(Records excerpted from a collection)
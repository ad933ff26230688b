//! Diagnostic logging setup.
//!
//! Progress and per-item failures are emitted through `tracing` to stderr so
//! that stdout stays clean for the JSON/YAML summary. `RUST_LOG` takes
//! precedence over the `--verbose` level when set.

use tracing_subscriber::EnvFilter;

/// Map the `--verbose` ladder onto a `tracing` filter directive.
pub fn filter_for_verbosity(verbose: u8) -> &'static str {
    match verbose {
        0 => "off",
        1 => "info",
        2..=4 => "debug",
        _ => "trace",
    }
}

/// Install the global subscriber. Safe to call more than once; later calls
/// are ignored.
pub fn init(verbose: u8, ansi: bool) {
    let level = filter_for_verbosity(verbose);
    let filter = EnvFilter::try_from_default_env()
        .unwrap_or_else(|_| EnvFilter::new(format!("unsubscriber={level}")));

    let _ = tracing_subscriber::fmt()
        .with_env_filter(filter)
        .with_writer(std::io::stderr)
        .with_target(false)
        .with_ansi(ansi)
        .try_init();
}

REQUIRED WORK: Every line from the one containing "pub fn filter_for_verbosity(verbose: u8)" through the last line above should be retyped exactly; no other lines are wanted.

OUTPUT OF THE EXERCISE:
pub fn filter_for_verbosity(verbose: u8) -> &'static str {
    match verbose {
        0 => "off",
        1 => "info",
        2..=4 => "debug",
        _ => "trace",
    }
}

/// Install the global subscriber. Safe to call more than once; later calls
/// are ignored.
pub fn init(verbose: u8, ansi: bool) {
    let level = filter_for_verbosity(verbose);
    let filter = EnvFilter::try_from_default_env()
        .unwrap_or_else(|_| EnvFilter::new(format!("unsubscriber={level}")));

    let _ = tracing_subscriber::fmt()
        .with_env_filter(filter)
        .with_writer(std::io::stderr)
        .with_target(false)
        .with_ansi(ansi)
        .try_init();
}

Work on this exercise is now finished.